* [What you need to do] The answer must consist of every record below, transcribed exactly.

---------- Records provided

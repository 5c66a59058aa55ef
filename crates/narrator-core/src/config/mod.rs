//! Configuration loading for the narrator.
//!
//! All user-tunable settings are centralized here and loaded from
//! `conf/config.toml` if present. Any missing or invalid entries fall back to
//! sensible defaults so a session can still start.

mod defaults;
mod io;
mod models;

pub use io::{load_config, parse_config, serialize_config};
pub use models::{
    AppConfig, CacheConfig, ClassificationConfig, ExtractionConfig, LogLevel, LoggingConfig,
    PlaybackConfig, PlaybackMode, ReadingOrderConfig, ReadingOrderMode, ResumeBehavior,
    ScalingConfig, SegmentationConfig, SegmentationPolicy, ServicesConfig, TtsConfig,
};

--------------------

* [Task solution]
repository 5c66a59058aa55ef
filename crates/narrator-core/src/config/mod.rs
//! Configuration loading for the narrator.
//!
//! All user-tunable settings are centralized here and loaded from
//! `conf/config.toml` if present. Any missing or invalid entries fall back to
//! sensible defaults so a session can still start.

mod defaults;
mod io;
mod models;

pub use io::{load_config, parse_config, serialize_config};
pub use models::{
    AppConfig, CacheConfig, ClassificationConfig, ExtractionConfig, LogLevel, LoggingConfig,
    PlaybackConfig, PlaybackMode, ReadingOrderConfig, ReadingOrderMode, ResumeBehavior,
    ScalingConfig, SegmentationConfig, SegmentationPolicy, ServicesConfig, TtsConfig,
};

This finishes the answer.